▸ **MATERIAL PROVIDED**
━━━

use crate::domain::model::{Declaration, DeployReport};
use crate::domain::ports::DeployAgent;
use crate::utils::error::{As3Error, Result};
use async_trait::async_trait;
use chrono::Utc;
use reqwest::{Client, RequestBuilder, StatusCode};
use serde::Deserialize;
use std::time::{Duration, Instant};

const DECLARE_PATH: &str = "/mgmt/shared/appsvcs/declare";
const TASK_PATH: &str = "/mgmt/shared/appsvcs/task";
const IN_PROGRESS: &str = "in progress";

#[derive(Debug, Deserialize)]
struct TaskResponse {
    id: Option<String>,
    #[serde(default)]
    results: Vec<TaskResult>,
}

#[derive(Debug, Deserialize)]
struct TaskResult {
    #[serde(default)]
    code: i64,
    message: Option<String>,
    tenant: Option<String>,
    response: Option<serde_json::Value>,
    #[serde(default)]
    errors: Vec<String>,
}

/// Top-level error body the device returns with 4xx/5xx statuses.
#[derive(Debug, Deserialize)]
struct ErrorBody {
    message: Option<String>,
    #[serde(default)]
    errors: Vec<String>,
    #[serde(default)]
    results: Vec<TaskResult>,
}

enum TaskState {
    Running,
    Finished(String),
}

/// Talks to the AS3 REST endpoint on a BIG-IP.
#[derive(Clone)]
pub struct As3Client {
    client: Client,
    base_url: String,
    user: String,
    password: String,
    poll_interval: Duration,
    task_timeout: Duration,
}

impl As3Client {
    pub fn new(base_url: &str, user: &str, password: &str) -> Result<Self> {
        Self::builder(base_url, user, password).build()
    }

    pub fn builder(base_url: &str, user: &str, password: &str) -> As3ClientBuilder {
        As3ClientBuilder {
            base_url: base_url.trim_end_matches('/').to_string(),
            user: user.to_string(),
            password: password.to_string(),
            validate_certs: true,
            request_timeout: Duration::from_secs(60),
            poll_interval: Duration::from_secs(5),
            task_timeout: Duration::from_secs(300),
        }
    }

    pub fn base_url(&self) -> &str {
        &self.base_url
    }

    fn authed(&self, request: RequestBuilder) -> RequestBuilder {
        request.basic_auth(&self.user, Some(&self.password))
    }

    async fn send(&self, request: RequestBuilder, tenant: &str) -> Result<DeployReport> {
        let response = self.authed(request).send().await?;
        let status = response.status();
        let body = response.text().await?;
        tracing::debug!("📡 AS3 responded with {}: {}", status, body);

        if !status.is_success() {
            return Err(As3Error::deploy(describe_http_failure(status, &body)));
        }

        let task: TaskResponse = serde_json::from_str(&body).map_err(|e| {
            As3Error::deploy(format!("unexpected response from device ({}): {}", e, body))
        })?;

        if status == StatusCode::ACCEPTED {
            let id = task.id.ok_or_else(|| {
                As3Error::deploy("device accepted the request but returned no task id")
            })?;
            tracing::info!("⏳ Declaration accepted as task {}, waiting for completion", id);
            let message = self.wait_for_task(&id).await?;
            return Ok(report(tenant, message, Some(id)));
        }

        match classify(&task.results)? {
            TaskState::Finished(message) => Ok(report(tenant, message, task.id)),
            // some versions answer 200 with an in-progress task when async was honoured
            TaskState::Running => {
                let id = task.id.ok_or_else(|| {
                    As3Error::deploy("task is still running but the device returned no task id")
                })?;
                let message = self.wait_for_task(&id).await?;
                Ok(report(tenant, message, Some(id)))
            }
        }
    }

    async fn wait_for_task(&self, id: &str) -> Result<String> {
        let url = format!("{}{}/{}", self.base_url, TASK_PATH, id);
        let deadline = Instant::now() + self.task_timeout;

        loop {
            let response = self.authed(self.client.get(&url)).send().await?;
            let status = response.status();
            let body = response.text().await?;

            if !status.is_success() {
                return Err(As3Error::deploy(describe_http_failure(status, &body)));
            }

            let task: TaskResponse = serde_json::from_str(&body).map_err(|e| {
                As3Error::deploy(format!("unexpected task response ({}): {}", e, body))
            })?;

            match classify(&task.results)? {
                TaskState::Finished(message) => return Ok(message),
                TaskState::Running => {
                    if Instant::now() + self.poll_interval > deadline {
                        return Err(As3Error::deploy(format!(
                            "task {} did not finish within {:?}",
                            id, self.task_timeout
                        )));
                    }
                    tracing::debug!("⏳ Task {} still in progress", id);
                    tokio::time::sleep(self.poll_interval).await;
                }
            }
        }
    }
}

#[async_trait]
impl DeployAgent for As3Client {
    async fn submit(&self, declaration: &Declaration) -> Result<DeployReport> {
        let url = format!("{}{}", self.base_url, DECLARE_PATH);
        tracing::info!("📡 Submitting declaration for {} to {}", declaration.tenant, url);

        let request = self
            .client
            .post(&url)
            .query(&[("async", "true")])
            .json(&declaration.body);
        self.send(request, &declaration.tenant).await
    }

    async fn remove(&self, tenant: &str) -> Result<DeployReport> {
        let url = format!("{}{}/{}", self.base_url, DECLARE_PATH, tenant);
        tracing::info!("🗑️ Removing tenant {} via {}", tenant, url);

        self.send(self.client.delete(&url), tenant).await
    }
}

pub struct As3ClientBuilder {
    base_url: String,
    user: String,
    password: String,
    validate_certs: bool,
    request_timeout: Duration,
    poll_interval: Duration,
    task_timeout: Duration,
}

impl As3ClientBuilder {
    pub fn validate_certs(mut self, validate: bool) -> Self {
        self.validate_certs = validate;
        self
    }

    pub fn request_timeout(mut self, timeout: Duration) -> Self {
        self.request_timeout = timeout;
        self
    }

    pub fn poll_interval(mut self, interval: Duration) -> Self {
        self.poll_interval = interval;
        self
    }

    pub fn task_timeout(mut self, timeout: Duration) -> Self {
        self.task_timeout = timeout;
        self
    }

    pub fn build(self) -> Result<As3Client> {
        if !self.validate_certs {
            tracing::warn!("⚠️ TLS certificate validation is disabled for {}", self.base_url);
        }
        let client = Client::builder()
            .danger_accept_invalid_certs(!self.validate_certs)
            .timeout(self.request_timeout)
            .build()?;

        Ok(As3Client {
            client,
            base_url: self.base_url,
            user: self.user,
            password: self.password,
            poll_interval: self.poll_interval,
            task_timeout: self.task_timeout,
        })
    }
}

fn report(tenant: &str, message: String, task_id: Option<String>) -> DeployReport {
    DeployReport {
        tenant: tenant.to_string(),
        message,
        task_id,
        completed_at: Utc::now(),
    }
}

fn classify(results: &[TaskResult]) -> Result<TaskState> {
    if results.is_empty()
        || results
            .iter()
            .any(|r| r.message.as_deref() == Some(IN_PROGRESS))
    {
        return Ok(TaskState::Running);
    }

    let failures: Vec<String> = results
        .iter()
        .filter(|r| !is_success(r))
        .map(describe_result)
        .collect();
    if !failures.is_empty() {
        return Err(As3Error::deploy(failures.join("; ")));
    }

    let messages: Vec<String> = results
        .iter()
        .map(|r| match (&r.tenant, &r.message) {
            (Some(tenant), Some(message)) if !tenant.is_empty() => format!("{}: {}", tenant, message),
            (_, Some(message)) => message.clone(),
            _ => format!("code {}", r.code),
        })
        .collect();
    Ok(TaskState::Finished(messages.join("; ")))
}

fn is_success(result: &TaskResult) -> bool {
    result.code == 200 || matches!(result.message.as_deref(), Some("success") | Some("no change"))
}

fn describe_result(result: &TaskResult) -> String {
    let mut text = match &result.tenant {
        Some(tenant) if !tenant.is_empty() => format!("{}: ", tenant),
        _ => String::new(),
    };
    text.push_str(result.message.as_deref().unwrap_or("failed"));
    text.push_str(&format!(" (code {})", result.code));
    if let Some(response) = &result.response {
        match response {
            serde_json::Value::String(s) => text.push_str(&format!(": {}", s)),
            other => text.push_str(&format!(": {}", other)),
        }
    }
    if !result.errors.is_empty() {
        text.push_str(&format!(" [{}]", result.errors.join(", ")));
    }
    text
}

fn describe_http_failure(status: StatusCode, body: &str) -> String {
    match serde_json::from_str::<ErrorBody>(body) {
        Ok(parsed) if !parsed.results.is_empty() => {
            let details: Vec<String> = parsed.results.iter().map(describe_result).collect();
            format!("HTTP {}: {}", status, details.join("; "))
        }
        Ok(parsed) if parsed.message.is_some() || !parsed.errors.is_empty() => {
            let mut text = format!("HTTP {}: {}", status, parsed.message.unwrap_or_default());
            if !parsed.errors.is_empty() {
                text.push_str(&format!(" [{}]", parsed.errors.join(", ")));
            }
            text
        }
        _ => format!("HTTP {}: {}", status, body),
    }
}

━━━

▸ **WORK TO COMPLETE**
Print, exactly as written, the first line of the records above and each line after it until the line with "pub fn new(base_url: &str, user: &str, password: &str)", which is printed too.

▸ **OUTPUT**
use crate::domain::model::{Declaration, DeployReport};
use crate::domain::ports::DeployAgent;
use crate::utils::error::{As3Error, Result};
use async_trait::async_trait;
use chrono::Utc;
use reqwest::{Client, RequestBuilder, StatusCode};
use serde::Deserialize;
use std::time::{Duration, Instant};

const DECLARE_PATH: &str = "/mgmt/shared/appsvcs/declare";
const TASK_PATH: &str = "/mgmt/shared/appsvcs/task";
const IN_PROGRESS: &str = "in progress";

#[derive(Debug, Deserialize)]
struct TaskResponse {
    id: Option<String>,
    #[serde(default)]
    results: Vec<TaskResult>,
}

#[derive(Debug, Deserialize)]
struct TaskResult {
    #[serde(default)]
    code: i64,
    message: Option<String>,
    tenant: Option<String>,
    response: Option<serde_json::Value>,
    #[serde(default)]
    errors: Vec<String>,
}

/// Top-level error body the device returns with 4xx/5xx statuses.
#[derive(Debug, Deserialize)]
struct ErrorBody {
    message: Option<String>,
    #[serde(default)]
    errors: Vec<String>,
    #[serde(default)]
    results: Vec<TaskResult>,
}

enum TaskState {
    Running,
    Finished(String),
}

/// Talks to the AS3 REST endpoint on a BIG-IP.
#[derive(Clone)]
pub struct As3Client {
    client: Client,
    base_url: String,
    user: String,
    password: String,
    poll_interval: Duration,
    task_timeout: Duration,
}

impl As3Client {
    pub fn new(base_url: &str, user: &str, password: &str) -> Result<Self> {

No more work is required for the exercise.